----- Working data
// Copyright 2025 jonefeewang@gmail.com
//
// Licensed under the Apache License, Version 2.0 (the "License");
// you may not use this file except in compliance with the License.
// You may obtain a copy of the License at
//
//     http://www.apache.org/licenses/LICENSE-2.0
//
// Unless required by applicable law or agreed to in writing, software
// distributed under the License is distributed on an "AS IS" BASIS,
// WITHOUT WARRANTIES OR CONDITIONS OF ANY KIND, either express or implied.
// See the License for the specific language governing permissions and
// limitations under the License.

use std::fs::File;
use std::io::{self, BufReader, ErrorKind, Read, Seek, SeekFrom};
use std::path::Path;

use bytes::{Bytes, BytesMut};
use tokio::sync::Mutex;
use tracing::{trace, warn};

use crate::log::index_file::IndexCache;
use crate::log::LogSegment;
use crate::message::constants::RECORD_BATCH_OVERHEAD;
use crate::message::{BatchHeader, LogRecordBatch};
use crate::{AppError, AppResult, CommitLogConfig};

/// Intact prefix of a segment found by [`LogSegmentReader::recover_tail`].
#[derive(Debug, Default, Clone, Copy, PartialEq, Eq)]
pub struct RecoveredTail {
    /// Offset after the last intact batch, `None` when there is none.
    pub next_offset: Option<u64>,
    /// Log bytes covered by intact batches.
    pub valid_bytes: u64,
    /// Greatest base timestamp among the scanned batches.
    pub last_timestamp: Option<u64>,
}

#[derive(Debug)]
struct ReaderFiles {
    log: BufReader<File>,
    index: Option<File>,
    time_index: Option<File>,
    offset_cache: IndexCache,
    time_cache: IndexCache,
}

impl ReaderFiles {
    /// File position to start scanning from for `offset`.
    fn position_for_offset(&mut self, base_offset: u64, offset: u64) -> io::Result<u64> {
        let Some(index) = self.index.as_mut() else {
            return Ok(0);
        };
        self.offset_cache.refresh(index)?;
        Ok(self
            .offset_cache
            .lookup(offset.saturating_sub(base_offset))
            .map(|(_, position)| position)
            .unwrap_or(0))
    }

    /// File position to start scanning from for `timestamp`, through the time
    /// index and then the offset index.
    fn position_for_timestamp(&mut self, base_offset: u64, timestamp: u64) -> io::Result<u64> {
        let Some(time_index) = self.time_index.as_mut() else {
            return Ok(0);
        };
        self.time_cache.refresh(time_index)?;
        match self.time_cache.lookup(timestamp) {
            Some((_, relative_offset)) => {
                self.position_for_offset(base_offset, base_offset + relative_offset)
            }
            None => Ok(0),
        }
    }

    /// Reads the next complete frame. A missing or partial frame at the end of
    /// the file ends the scan.
    fn next_frame(&mut self) -> AppResult<Option<(BatchHeader, Bytes)>> {
        let mut header_bytes = [0u8; RECORD_BATCH_OVERHEAD];
        if !read_fully(&mut self.log, &mut header_bytes)? {
            return Ok(None);
        }
        let header = BatchHeader::parse(&header_bytes)?;
        let mut frame = BytesMut::zeroed(header.frame_size());
        frame[..RECORD_BATCH_OVERHEAD].copy_from_slice(&header_bytes);
        if !read_fully(&mut self.log, &mut frame[RECORD_BATCH_OVERHEAD..])? {
            return Ok(None);
        }
        Ok(Some((header, frame.freeze())))
    }

    fn seek(&mut self, position: u64) -> io::Result<()> {
        self.log.seek(SeekFrom::Start(position)).map(|_| ())
    }

    fn find_frame(
        &mut self,
        base_offset: u64,
        offset: u64,
    ) -> AppResult<Option<(BatchHeader, Bytes)>> {
        let position = self.position_for_offset(base_offset, offset)?;
        self.seek(position)?;
        while let Some((header, frame)) = self.next_frame()? {
            if header.contains(offset) {
                return Ok(Some((header, frame)));
            }
            if header.base_offset > offset {
                break;
            }
        }
        Ok(None)
    }
}

/// `read_exact` that reports a clean or torn end of file as `false`.
fn read_fully(reader: &mut impl Read, buf: &mut [u8]) -> io::Result<bool> {
    match reader.read_exact(buf) {
        Ok(()) => Ok(true),
        Err(e) if e.kind() == ErrorKind::UnexpectedEof => Ok(false),
        Err(e) => Err(e),
    }
}

/// Offset-addressed reads over one segment.
///
/// The log file is read concurrently with the writer appending to it; only
/// complete frames are ever returned. The index files are optional.
#[derive(Debug)]
pub struct LogSegmentReader {
    segment: LogSegment,
    files: Mutex<Option<ReaderFiles>>,
}

impl LogSegmentReader {
    pub fn open(segment: LogSegment, config: &CommitLogConfig) -> AppResult<Self> {
        let log = File::open(&segment.log_path).map_err(|e| {
            AppError::DetailedIoError(format!("open {}: {}", segment.log_path.display(), e))
        })?;
        let files = ReaderFiles {
            log: BufReader::with_capacity(config.reader_log_buffer_size.max(1), log),
            index: open_optional(&segment.index_path)?,
            time_index: open_optional(&segment.time_index_path)?,
            offset_cache: IndexCache::with_capacity(config.reader_index_buffer_size),
            time_cache: IndexCache::with_capacity(config.reader_index_buffer_size),
        };
        Ok(Self {
            segment,
            files: Mutex::new(Some(files)),
        })
    }

    pub fn segment(&self) -> &LogSegment {
        &self.segment
    }

    /// Moves the file handles onto the blocking pool for `f` and puts them back
    /// afterwards.
    async fn with_files<T, F>(&self, f: F) -> AppResult<T>
    where
        T: Send + 'static,
        F: FnOnce(&mut ReaderFiles, u64) -> AppResult<T> + Send + 'static,
    {
        let mut guard = self.files.lock().await;
        let mut files = guard.take().ok_or_else(|| {
            AppError::Disposed(format!("segment reader {}", self.segment.base_offset))
        })?;
        let base_offset = self.segment.base_offset;
        let (files, result) = tokio::task::spawn_blocking(move || {
            let result = f(&mut files, base_offset);
            (files, result)
        })
        .await
        .map_err(|e| AppError::IllegalStateError(format!("segment read task failed: {}", e)))?;
        *guard = Some(files);
        result
    }

    /// Decodes the batch containing `offset`, or `None` if no complete batch in
    /// this segment holds it.
    pub async fn read_batch(&self, offset: u64) -> AppResult<Option<LogRecordBatch>> {
        let frame = self
            .with_files(move |files, base_offset| files.find_frame(base_offset, offset))
            .await?;
        match frame {
            Some((_, mut frame)) => LogRecordBatch::read_batch(&mut frame).map(Some),
            None => Ok(None),
        }
    }

    /// Raw frame of the batch containing `offset`, CRC-verified but not decoded.
    pub async fn read_batch_bytes(&self, offset: u64) -> AppResult<Option<(BatchHeader, Bytes)>> {
        let frame = self
            .with_files(move |files, base_offset| files.find_frame(base_offset, offset))
            .await?;
        if let Some((header, frame)) = &frame {
            header.verify_crc(frame)?;
        }
        Ok(frame)
    }

    /// Batches overlapping `[start, end)`.
    pub async fn read_range(&self, start: u64, end: u64) -> AppResult<Vec<LogRecordBatch>> {
        if start >= end {
            return Ok(Vec::new());
        }
        let frames = self
            .with_files(move |files, base_offset| {
                let position = files.position_for_offset(base_offset, start)?;
                files.seek(position)?;
                let mut frames = Vec::new();
                while let Some((header, frame)) = files.next_frame()? {
                    if header.base_offset >= end {
                        break;
                    }
                    if header.last_offset >= start {
                        frames.push(frame);
                    }
                }
                Ok(frames)
            })
            .await?;
        decode_all(frames)
    }

    /// Batches holding at least one record with a timestamp at or after `timestamp`.
    pub async fn read_from_timestamp(&self, timestamp: u64) -> AppResult<Vec<LogRecordBatch>> {
        let frames = self
            .with_files(move |files, base_offset| {
                let position = files.position_for_timestamp(base_offset, timestamp)?;
                files.seek(position)?;
                let mut frames = Vec::new();
                while let Some((_, frame)) = files.next_frame()? {
                    frames.push(frame);
                }
                Ok(frames)
            })
            .await?;
        let batches = decode_all(frames)?;
        Ok(batches
            .into_iter()
            .filter(|batch| batch.max_timestamp() >= timestamp)
            .collect())
    }

    /// Offset after the last complete, intact batch, or `None` for an empty
    /// segment. A torn or corrupt tail stops the scan.
    pub async fn recover_high_water_mark(&self) -> AppResult<Option<u64>> {
        Ok(self.recover_tail().await?.next_offset)
    }

    /// Scans from the last offset index entry to the end of the intact prefix
    /// of the log file.
    pub async fn recover_tail(&self) -> AppResult<RecoveredTail> {
        let log_path = self.segment.log_path.clone();
        self.with_files(move |files, base_offset| {
            if let Some(index) = files.index.as_mut() {
                files.offset_cache.refresh(index)?;
            }
            let log_size = files.log.get_ref().metadata()?.len();
            // an entry past the end of the log was written ahead of its batch
            let mut tail = match files.offset_cache.last() {
                Some((relative_offset, position)) if position < log_size => RecoveredTail {
                    next_offset: Some(base_offset + relative_offset),
                    valid_bytes: position,
                    last_timestamp: None,
                },
                _ => RecoveredTail::default(),
            };
            files.seek(tail.valid_bytes)?;

            loop {
                match files.next_frame() {
                    Ok(Some((header, frame))) => {
                        if let Err(e) = header.verify_crc(&frame) {
                            warn!(
                                "stopping recovery of {} at corrupt batch: {}",
                                log_path.display(),
                                e
                            );
                            break;
                        }
                        tail.next_offset = Some(header.last_offset + 1);
                        tail.valid_bytes += header.frame_size() as u64;
                        let timestamp = tail.last_timestamp.unwrap_or_default();
                        tail.last_timestamp = Some(timestamp.max(header.base_timestamp));
                    }
                    Ok(None) => break,
                    Err(e) if e.is_data_error() => {
                        warn!(
                            "stopping recovery of {} at corrupt tail: {}",
                            log_path.display(),
                            e
                        );
                        break;
                    }
                    Err(e) => return Err(e),
                }
            }
            trace!(?tail, log_size, "recovered {}", log_path.display());
            Ok(tail)
        })
        .await
    }

    /// Releases the file handles. Later reads fail with `Disposed`.
    pub async fn dispose(&self) {
        self.files.lock().await.take();
    }
}

fn decode_all(frames: Vec<Bytes>) -> AppResult<Vec<LogRecordBatch>> {
    frames
        .into_iter()
        .map(|mut frame| LogRecordBatch::read_batch(&mut frame))
        .collect()
}

fn open_optional(path: &Path) -> AppResult<Option<File>> {
    match File::open(path) {
        Ok(file) => Ok(Some(file)),
        Err(e) if e.kind() == ErrorKind::NotFound => Ok(None),
        Err(e) => Err(AppError::DetailedIoError(format!(
            "open {}: {}",
            path.display(),
            e
        ))),
    }
}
----------
→ **Task objective**: Please copy out each line in the entries that mentions the string "push".

→ **Solution**:
                        frames.push(frame);
                    frames.push(frame);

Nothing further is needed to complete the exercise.